Luke Richards is a Data Scientist in the National Security Division at the Pacific Northwest National Laboratory (PNNL), leading research efforts in Assured Artificial Intelligence (AI). He focuses on identifying, understanding, and mitigating risks when systems include Machine Learning (ML) components using an assurance and user-centric perspective. Luke has served AI research and development needs in government mission spaces across domains such as signal processing and cybersecurity. He is a Ph.D. candidate in Computer Science from the University of Maryland, Baltimore County, and holds a Masters and Bachelors degree in Computer Science. 



Presentation Title: From Fundamental Principles: Elegance and Clarity in Emergent Solutions to Complex Systems

Dr.  Alhassan S. Yasin is a multidisciplinary scientist working and researching at the intersections of four topics: (1) theoretical and applied physics, (2) machine learning and artificial intelligence, (3) bioinformatics, and (4) mechanical and aerospace engineering.

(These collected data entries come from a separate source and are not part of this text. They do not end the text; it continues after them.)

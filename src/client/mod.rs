//! Client for the remote execution service.
//!
//! [`ExecutionClient::execute`] is total: whatever the transport does, the
//! caller gets an [`ExecutionOutcome`] whose strings can be shown as-is.
//! Network plumbing sits behind the [`Transport`] trait so tests can swap
//! in a [`mock::StubTransport`].

pub mod http;
pub mod mock;

use async_trait::async_trait;
use serde::{Deserialize, Serialize};
use std::fmt;
use std::sync::Arc;
use tracing::{debug, warn};

pub const SERVER_ERROR_MESSAGE: &str = "Server error: Please check the server logs for details.";
pub const CONNECT_ERROR_MESSAGE: &str = "Error: Could not connect to the execution service.";
pub const TIMEOUT_MESSAGE: &str = "Error: The execution service did not respond in time.";
pub const APPLICATION_ERROR_MESSAGE: &str = "Error: The execution service reported an error.";
pub const MISSING_OUTPUTS_MESSAGE: &str = "Error: The execution service response had no outputs.";

/// How many characters of source to include in request logs.
const LOG_PREVIEW_CHARS: usize = 100;

/// JSON body of an execution request.
#[derive(Serialize)]
pub struct ExecuteRequest<'a> {
    pub language: &'a str,
    pub code: &'a str,
    pub inputs: &'a [String],
    pub key: &'a str,
}

impl fmt::Debug for ExecuteRequest<'_> {
    fn fmt(&self, f: &mut fmt::Formatter<'_>) -> fmt::Result {
        f.debug_struct("ExecuteRequest")
            .field("language", &self.language)
            .field("code", &preview(self.code))
            .field("inputs", &self.inputs)
            .field("key", &"***")
            .finish()
    }
}

/// JSON body the service answers with, success or not.
#[derive(Debug, Clone, Default, Serialize, Deserialize)]
pub struct ServerReply {
    #[serde(default)]
    pub status: Option<serde_json::Value>,
    #[serde(default)]
    pub outputs: Option<Vec<String>>,
    #[serde(default)]
    pub message: Option<String>,
}

impl ServerReply {
    pub fn ok(outputs: Vec<String>) -> Self {
        Self {
            status: Some(serde_json::Value::from("ok")),
            outputs: Some(outputs),
            message: None,
        }
    }

    pub fn error(message: &str) -> Self {
        Self {
            status: Some(serde_json::Value::from("error")),
            outputs: None,
            message: Some(message.to_string()),
        }
    }

    /// Only the exact string `"error"` marks an application failure.
    pub fn is_error(&self) -> bool {
        self.status.as_ref().and_then(|s| s.as_str()) == Some("error")
    }
}

/// A fault below the application protocol.
#[derive(Debug, Clone, PartialEq, thiserror::Error)]
pub enum TransportError {
    #[error("could not connect: {0}")]
    Connect(String),
    #[error("request timed out")]
    Timeout,
    #[error("Request failed with status code {code}")]
    Status { code: u16, message: Option<String> },
    #[error("invalid response body: {0}")]
    Decode(String),
    #[error("{0}")]
    Other(String),
}

/// Moves one request to the service and back.
#[async_trait]
pub trait Transport: Send + Sync {
    async fn post(&self, request: &ExecuteRequest<'_>) -> Result<ServerReply, TransportError>;
}

#[async_trait]
impl<T: Transport + ?Sized> Transport for Arc<T> {
    async fn post(&self, request: &ExecuteRequest<'_>) -> Result<ServerReply, TransportError> {
        (**self).post(request).await
    }
}

#[derive(Debug, Clone, Copy, PartialEq, Eq)]
pub enum FailureKind {
    /// The service ran the request and reported a failure.
    Application,
    /// The request never produced a usable reply.
    Transport,
}

#[derive(Debug, Clone, PartialEq, Eq)]
pub enum ExecutionOutcome {
    Success { outputs: Vec<String> },
    Failure { kind: FailureKind, messages: Vec<String> },
}

impl ExecutionOutcome {
    fn failure(kind: FailureKind, message: impl Into<String>) -> Self {
        ExecutionOutcome::Failure {
            kind,
            messages: vec![message.into()],
        }
    }

    pub fn is_success(&self) -> bool {
        matches!(self, ExecutionOutcome::Success { .. })
    }

    /// The strings to display: outputs on success, messages on failure.
    pub fn lines(&self) -> &[String] {
        match self {
            ExecutionOutcome::Success { outputs } => outputs,
            ExecutionOutcome::Failure { messages, .. } => messages,
        }
    }

    pub fn into_lines(self) -> Vec<String> {
        match self {
            ExecutionOutcome::Success { outputs } => outputs,
            ExecutionOutcome::Failure { messages, .. } => messages,
        }
    }
}

/// Fold every transport result into an outcome. Priority:
/// application error, server-supplied message, 5xx, connection failure,
/// then anything else by description.
pub fn normalize(result: Result<ServerReply, TransportError>) -> ExecutionOutcome {
    match result {
        Ok(reply) if reply.is_error() => ExecutionOutcome::failure(
            FailureKind::Application,
            reply
                .message
                .unwrap_or_else(|| APPLICATION_ERROR_MESSAGE.to_string()),
        ),
        Ok(reply) => match reply.outputs {
            Some(outputs) => ExecutionOutcome::Success { outputs },
            None => ExecutionOutcome::failure(FailureKind::Transport, MISSING_OUTPUTS_MESSAGE),
        },
        Err(TransportError::Status {
            message: Some(message),
            ..
        }) => ExecutionOutcome::failure(FailureKind::Transport, message),
        Err(TransportError::Status { code, .. }) if code >= 500 => {
            ExecutionOutcome::failure(FailureKind::Transport, SERVER_ERROR_MESSAGE)
        }
        Err(TransportError::Connect(_)) => {
            ExecutionOutcome::failure(FailureKind::Transport, CONNECT_ERROR_MESSAGE)
        }
        Err(TransportError::Timeout) => {
            ExecutionOutcome::failure(FailureKind::Transport, TIMEOUT_MESSAGE)
        }
        Err(other) => ExecutionOutcome::failure(FailureKind::Transport, format!("Error: {other}")),
    }
}

/// Sends code to the execution service.
pub struct ExecutionClient {
    transport: Box<dyn Transport>,
    key: String,
}

impl ExecutionClient {
    pub fn new(transport: Box<dyn Transport>, key: impl Into<String>) -> Self {
        Self {
            transport,
            key: key.into(),
        }
    }

    pub async fn execute(&self, language: &str, code: &str, inputs: &[String]) -> ExecutionOutcome {
        let request = ExecuteRequest {
            language,
            code,
            inputs,
            key: &self.key,
        };
        debug!(?request, "sending execution request");

        let outcome = normalize(self.transport.post(&request).await);
        match &outcome {
            ExecutionOutcome::Success { outputs } => {
                debug!(outputs = outputs.len(), "execution finished");
            }
            ExecutionOutcome::Failure { kind, messages } => {
                warn!(?kind, message = %messages.join("; "), "execution failed");
            }
        }
        outcome
    }
}

/// First [`LOG_PREVIEW_CHARS`] characters of `code`, with an ellipsis if cut.
fn preview(code: &str) -> String {
    let mut chars = code.chars();
    let head: String = chars.by_ref().take(LOG_PREVIEW_CHARS).collect();
    if chars.next().is_some() {
        format!("{head}...")
    } else {
        head
    }
}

He is a Professor at Johns Hopkins University, Senior Research Scientist with the Applied Physics Laboratory, NASA autonomy Lead/Deputy for Extreme Access and Excavation & Construction groups, and founder/lead of Yasin Research Group.

Overall, in his academic and professional career he has had the privilege and honor to work with amazing students, faculty, researchers, educators, mentors, and scholars from academia and industry. He is actively working and developing various frameworks with the aim of providing a sustainable footprint in our evolving society. Most of the research aims at developing better approaches to solving multi-process challenges. Some of the areas that are critical to our future and currently his group pursues are quantum computing, biomedical/healthcare, human factor, security of control systems and formal methods, Cyber Physical Systems (CPS), Digital Twins, risk and assurance of autonomous agents, robotics, understanding how to assess risk in complex systems and design optimal security controls measurably based on that, and automating some of the processes through formal models and intelligent algorithms.

Much of his work is motivated by and related to the diversity in thinking and perspective as applied to technology, ecosystem, ethics, and governance. The work is and will be at the heart of public policy questions and debates in many future conversations. His research aims at contributing to the improvement of society and all that interact with and govern it. The debate over the most effective health, technology, and human policy interventions and social welfare are to be expected and must be addressed to better target improvement to the health and well-being of our society. Ultimately, his research group aims to inform scholarly, policy, and the general public about the social consequences of technology on our society and policies by capturing its short- and long-term effects on the well-being of all lives.